Qui est Meryll Rogge ? Une créatrice au regard affûté, passionnée par l’artisanat, avec une vraie vision et un goût prononcé pour l’inattendu. Son label éponyme, lancé en 2020, incarne tout ce qui a aussi fait le succès de Marni : la couleur, l’émotion et une manière très personnelle de déjouer les attentes. Dans ses collections, on retrouve des imprimés rétro teintés de nostalgie, des silhouettes superposées qui évoquent des vêtements d’une autre époque, revisités par une femme d’aujourd’hui.
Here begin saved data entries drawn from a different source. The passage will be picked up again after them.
use std::collections::BTreeSet;
use std::sync::Arc;

use super::{toast_err, DialogResult, Notifier, Prompter};
use crate::dto::access_dto::{LoginPayload, RoleForm, UserForm};
use crate::error::{Error, Result};
use crate::models::role::{ModuleActions, Permission, PermissionCatalog, Role};
use crate::models::user::User;
use crate::services::access_service::AccessService;

/// Module x action grid for one role. Only pairs the backend lists in its
/// catalog can be switched on.
#[derive(Debug, Clone, Default, PartialEq, Eq)]
pub struct PermissionMatrix {
    modules: Vec<ModuleActions>,
    granted: BTreeSet<(String, String)>,
}

impl PermissionMatrix {
    pub fn new(catalog: &PermissionCatalog, role: Option<&Role>) -> Self {
        let mut matrix = Self {
            modules: catalog.modules.clone(),
            granted: BTreeSet::new(),
        };
        if let Some(role) = role {
            for permission in &role.permissions {
                for action in &permission.actions {
                    if matrix.knows(&permission.module, action) {
                        matrix
                            .granted
                            .insert((permission.module.clone(), action.clone()));
                    }
                }
            }
        }
        matrix
    }

    pub fn modules(&self) -> &[ModuleActions] {
        &self.modules
    }

    fn knows(&self, module: &str, action: &str) -> bool {
        self.modules
            .iter()
            .any(|m| m.module == module && m.actions.iter().any(|a| a == action))
    }

    pub fn is_granted(&self, module: &str, action: &str) -> bool {
        self.granted
            .contains(&(module.to_string(), action.to_string()))
    }

    /// Flips one cell and returns its new state.
    pub fn toggle(&mut self, module: &str, action: &str) -> Result<bool> {
        if !self.knows(module, action) {
            return Err(Error::Validation(format!(
                "Unknown permission {}:{}",
                module, action
            )));
        }
        let key = (module.to_string(), action.to_string());
        if self.granted.remove(&key) {
            Ok(false)
        } else {
            self.granted.insert(key);
            Ok(true)
        }
    }

    /// Switches a whole row on or off.
    pub fn set_module(&mut self, module: &str, enabled: bool) {
        let Some(entry) = self.modules.iter().find(|m| m.module == module) else {
            return;
        };
        for action in &entry.actions {
            let key = (module.to_string(), action.clone());
            if enabled {
                self.granted.insert(key);
            } else {
                self.granted.remove(&key);
            }
        }
    }

    /// Granted cells in catalog order; modules with nothing granted are left out.
    pub fn permissions(&self) -> Vec<Permission> {
        self.modules
            .iter()
            .filter_map(|m| {
                let actions: Vec<String> = m
                    .actions
                    .iter()
                    .filter(|a| self.is_granted(&m.module, a))
                    .cloned()
                    .collect();
                (!actions.is_empty()).then(|| Permission {
                    module: m.module.clone(),
                    actions,
                })
            })
            .collect()
    }
}

pub struct AccessControl {
    service: AccessService,
    notifier: Arc<dyn Notifier>,
    prompter: Arc<dyn Prompter>,
}

impl AccessControl {
    pub fn new(service: AccessService, notifier: Arc<dyn Notifier>, prompter: Arc<dyn Prompter>) -> Self {
        Self {
            service,
            notifier,
            prompter,
        }
    }

    pub async fn login(&self, email: &str, password: &str) -> Result<User> {
        let payload = LoginPayload {
            email: email.trim().to_string(),
            password: password.to_string(),
        };
        toast_err(&*self.notifier, self.service.login(&payload).await)?;
        let me = toast_err(&*self.notifier, self.service.me().await)?;
        self.notifier.success(&format!("Logged in as {}", me.name));
        Ok(me)
    }

    pub fn logout(&self) -> Result<()> {
        toast_err(&*self.notifier, self.service.logout())?;
        self.notifier.info("Logged out");
        Ok(())
    }

    pub async fn roles(&self) -> Result<Vec<Role>> {
        toast_err(&*self.notifier, self.service.roles().await)
    }

    /// Matrix for editing `role`, or an empty one for a new role.
    pub async fn permission_matrix(&self, role: Option<&Role>) -> Result<PermissionMatrix> {
        let catalog = toast_err(&*self.notifier, self.service.permission_catalog().await)?;
        Ok(PermissionMatrix::new(&catalog, role))
    }

    pub async fn save_role(
        &self,
        id: Option<&str>,
        name: &str,
        description: Option<String>,
        matrix: &PermissionMatrix,
    ) -> Result<()> {
        let form = RoleForm {
            name: name.trim().to_string(),
            description: description.filter(|d| !d.trim().is_empty()),
            permissions: matrix.permissions(),
        };
        match id {
            Some(id) => {
                toast_err(&*self.notifier, self.service.update_role(id, &form).await)?;
                self.notifier.success("Role updated successfully");
            }
            None => {
                toast_err(&*self.notifier, self.service.create_role(&form).await)?;
                self.notifier.success("Role created successfully");
            }
        }
        Ok(())
    }

    pub async fn delete_role(&self, role: &Role) -> Result<bool> {
        if role.is_system {
            let err = Error::Validation("System roles cannot be deleted".to_string());
            return toast_err(&*self.notifier, Err(err));
        }
        let question = format!("Are you sure you want to delete the role \"{}\"?", role.name);
        if let DialogResult::Dismissed = self.prompter.confirm(&question)? {
            return Ok(false);
        }
        toast_err(&*self.notifier, self.service.delete_role(&role.id).await)?;
        self.notifier.success("Role deleted successfully");
        Ok(true)
    }

    pub async fn users(&self) -> Result<Vec<User>> {
        toast_err(&*self.notifier, self.service.users().await)
    }

    pub async fn save_user(&self, id: Option<&str>, form: &UserForm) -> Result<()> {
        match id {
            Some(id) => {
                toast_err(&*self.notifier, self.service.update_user(id, form).await)?;
                self.notifier.success("User updated successfully");
            }
            None => {
                toast_err(&*self.notifier, self.service.create_user(form).await)?;
                self.notifier.success("User created successfully");
            }
        }
        Ok(())
    }

    pub async fn delete_user(&self, user: &User) -> Result<bool> {
        let question = format!("Are you sure you want to delete {}?", user.name);
        if let DialogResult::Dismissed = self.prompter.confirm(&question)? {
            return Ok(false);
        }
        toast_err(&*self.notifier, self.service.delete_user(&user.id).await)?;
        self.notifier.success("User deleted successfully");
        Ok(true)
    }

    pub async fn assign_role(&self, user_id: &str, role_id: &str) -> Result<()> {
        toast_err(&*self.notifier, self.service.assign_role(user_id, role_id).await)?;
        self.notifier.success("Role assigned successfully");
        Ok(())
    }
}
Rogge ne se contente pas de penser la mode : elle en interroge aussi le contexte culturel. Récemment récompensée par le prestigieux prix ANDAM, finaliste des prix Woolmark et LVMH, elle s’impose en force tranquille de l’industrie. En coulisses, elle conseille aussi des groupes comme Puig ou LVMH sur l’identité de marque et le storytelling. Elle sait conjuguer instinct créatif et stratégie commerciale, ce qui représente un atout de taille pour Marni, marque à l’héritage artistique fort mais en quête de résonance contemporaine.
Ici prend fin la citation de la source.